In the five Mycobacteriophage species examined, the cSSR percentage increases with increasing dMAX, but not linearly, as we saw earlier on Flavivirus, Ebolavirus, Alphavirus, Human Papillomavirus (HPV), Potexvirus, Carlaviruses, and Tobamovirus (Alam et al., 2013, 2014a,b,c; Singh et al., 2014; Mashhhood Alam, 2016). The non-linear conversion of SSRs to cSSRs in genomes of similar size suggests differential roles of repeat sequences. The cSSRs have been shown to be an outcome of recombination between homologous microsatellites (Jakupciak and Wells, 1999). Although imperfections in microsatellites have been proposed as a source of their evolution (Kofler et al., 2008), a clear evolutionary path of imperfect microsatellites in evolution is not yet elucidated. The abundance of microsatellites correlated well with the sequence composition of the repeat units. Poly (G/C) repeats were significantly more prevalent than poly (A/T) repeats in each complete Mycobacteriophage genome. This contrasts with most of eukaryotic and prokaryotic genomes, which have more abundant poly (A/T) tracts (Gur-Arie et al., 2000; Tóth et al., 2000; Karaoglu et al., 2005). In the sequences we analyzed, GC content is only slightly higher compared to AT, which suggests GC content has no influence on poly (G/C) repeats. Dinucleotide repeats were more prevalent compared to trinucleotide repeats. For the dinucleotide repeats, GC/CG predominates, whereas AT/TA was rare. Contrary to our results, CG/GC repeats were found rarely in most of earlier analyzed genomes such as geminivirus (George et al., 2012), human, Drosophila (Katti et al., 2001), Arabidopsis thaliana, Oryza sativa, Triticum aestivum, Zea mays, Glycine max (Morgante et al., 2002), fungi like Aspergillus nidulans, Cryptococcus neoformans (Hong et al., 2007), and some other eukaryotes (Deback et al., 2009). Among the trinucleotide repeats, GC-rich ones, such as GGC/CGG/AGC/CGA and GCG, were most prevalent.

In earlier studies it has been shown that each type of repeat sequence has its effects on genome function. The mononucletide repeat polymorphism can affect sporulation in budding yeast (Kashi and King, 2006). The dinucleotide repeats have been known to be associated with copy number variations, strand slippage, and polymorphisms accounting for genome evolution and adaptation (Tóth et al., 2000; Kashi and King, 2006; Deback et al., 2009). The contribution of dinucleotide SSRs motifs provides a platform for the dynamic nature of mycobacteriophage genomes, whereas trinucleotide repeats are present mostly in the coding region.

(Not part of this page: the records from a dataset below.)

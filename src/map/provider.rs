use super::bounds::LatLngBounds;
use super::info_panel::PanelContent;
use crate::places::Place;

/// Handle of a marker created through a [`MapProvider`]
#[derive(Debug, Clone, Copy, PartialEq, Eq, Hash)]
pub struct MarkerId(pub u32);

#[derive(Debug, Clone, Copy, PartialEq, Eq)]
pub enum Animation {
    Drop,
    Bounce,
}

/// Operations the marker layer needs from the map widget.
///
/// Calls are fire-and-forget: the widget lives on the other side of the
/// script bridge and reports user events back separately.
pub trait MapProvider {
    /// Create a visible marker for `place`, starting with the drop animation
    fn create_marker(&mut self, id: MarkerId, place: &Place, label: &str);

    /// Attach the marker to the map or detach it
    fn set_marker_visible(&mut self, id: MarkerId, visible: bool);

    fn set_marker_animation(&mut self, id: MarkerId, animation: Option<Animation>);

    fn fit_bounds(&mut self, bounds: &LatLngBounds);

    /// Anchor the info panel on the marker and show `content`
    fn open_info_panel(&mut self, id: MarkerId, content: &PanelContent);

    /// Replace the content of the open info panel
    fn set_info_panel_content(&mut self, content: &PanelContent);
}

The analysis of L5like virus deserves a special mention across Figure 1, 3, 4. In Figure 4, which depict RA and RD there seems to be a discontinuity in graph for these species (M87 to M147). However, the same may be attributed to lower microsatellite incidence as clearly depicted in Figure 1. What makes it interesting is that in spite of lower values for incidence accounting for reduced RA and RD, these species have a very high cSSR% (Figure 3) implying the clustering of present SSRs. This further strengthens our understanding about SSRs being localized and implicated in functional genome evolution.

The range for RA and RD across genomes of mycobacteriophages is a representation of the degree to which microsatellites fill genome space; values of these parameters indicate species with the potential for genome evolution by SSR accumulation, reflecting on host divergence. Larger genomes tend to have more cSSRs, which suggests clustering of SSRs on the genome, because cSSR % is an indirect representation of distance between adjacent SSRs. Microsatellites are reportedly involved in regulation of gene expression and protein function in several species (Kashi and King, 2006; Chen et al., 2012). However, the fact that coding regions account for almost 78% of the total SSRs present is in line with our earlier studies (Alam et al., 2013, 2014a,b,c; Singh et al., 2014; Mashhhood Alam, 2016) across a diverse set of viruses. The actual presence of SSRs and cSSRs in the coding region and their effect on gene function may become clearer once all the gene products are properly studied and analyzed. We find a common trend that dinucleotide repeats were most prevalent followed by trinucleotide repeats in the coding region of various genera, which suggests their role in gene expression, regulation and evolution. Further, no similarities in the microsatellite landscape between viruses were observed in Herpesvirales having the same host (Wu et al., 2014a,b). It has been reported that the sum of individual incidences of mononucleotide repeat motifs doesn’t match the incidences of the corresponding di-nucleotide repeat motifs, which in turn contribute maximally to the SSR diversity in viral genomes (Zhao et al., 2012). The differences in repeat motif presence between those Mycobacteriophage having broad host range and those with restricted host range may be contributing to divergent host ranges by providing distinct platforms for each genome to evolve and diversify.

Conclusion

The comparative genomics of phages that infect a single common bacterial host can help us understand the mechanisms giving rise to new viruses. The diversity in erstwhile Mycobacteriophages is probably an outcome of the ability of these viruses to rapidly adapt to new hosts. Genome-wide extraction of microsatellites across 147 Mycobacteriophage genomes revealed 25,284 SSRs and 1,127 compound SSRs (cSSRs). Interestingly, genomes of around 50kb accounted for similar numbers of SSRs as did a 110kb genome suggesting that SSR frequency is not necessarily a cause or effect of genome size. Also, a predominant localization of SSRs (∼78%) to coding regions when coupled to their established role in causing sequence polymorphisms indicates their pivotal role in functional genome evolution. Though a complete understanding of the proteins containing these SSRs is yet to be completed, the variations in motif constitution between species with different host range assign at least one functional role for these repeats. The broad host range species exhibited ∼90% mono-nucleotide repeat motifs representation of G/C and ∼20% of the di-nucleotide repeat motifs as CT/TC, which were either absent or represented to a much lesser extent in the other genomes.

Author Contributions

CA and AS carried out the microsatellite extraction and correlation studies. AI developed the online tools. AHS helped in statistical analysis. SA coordinated the overall work and prepared the manuscript.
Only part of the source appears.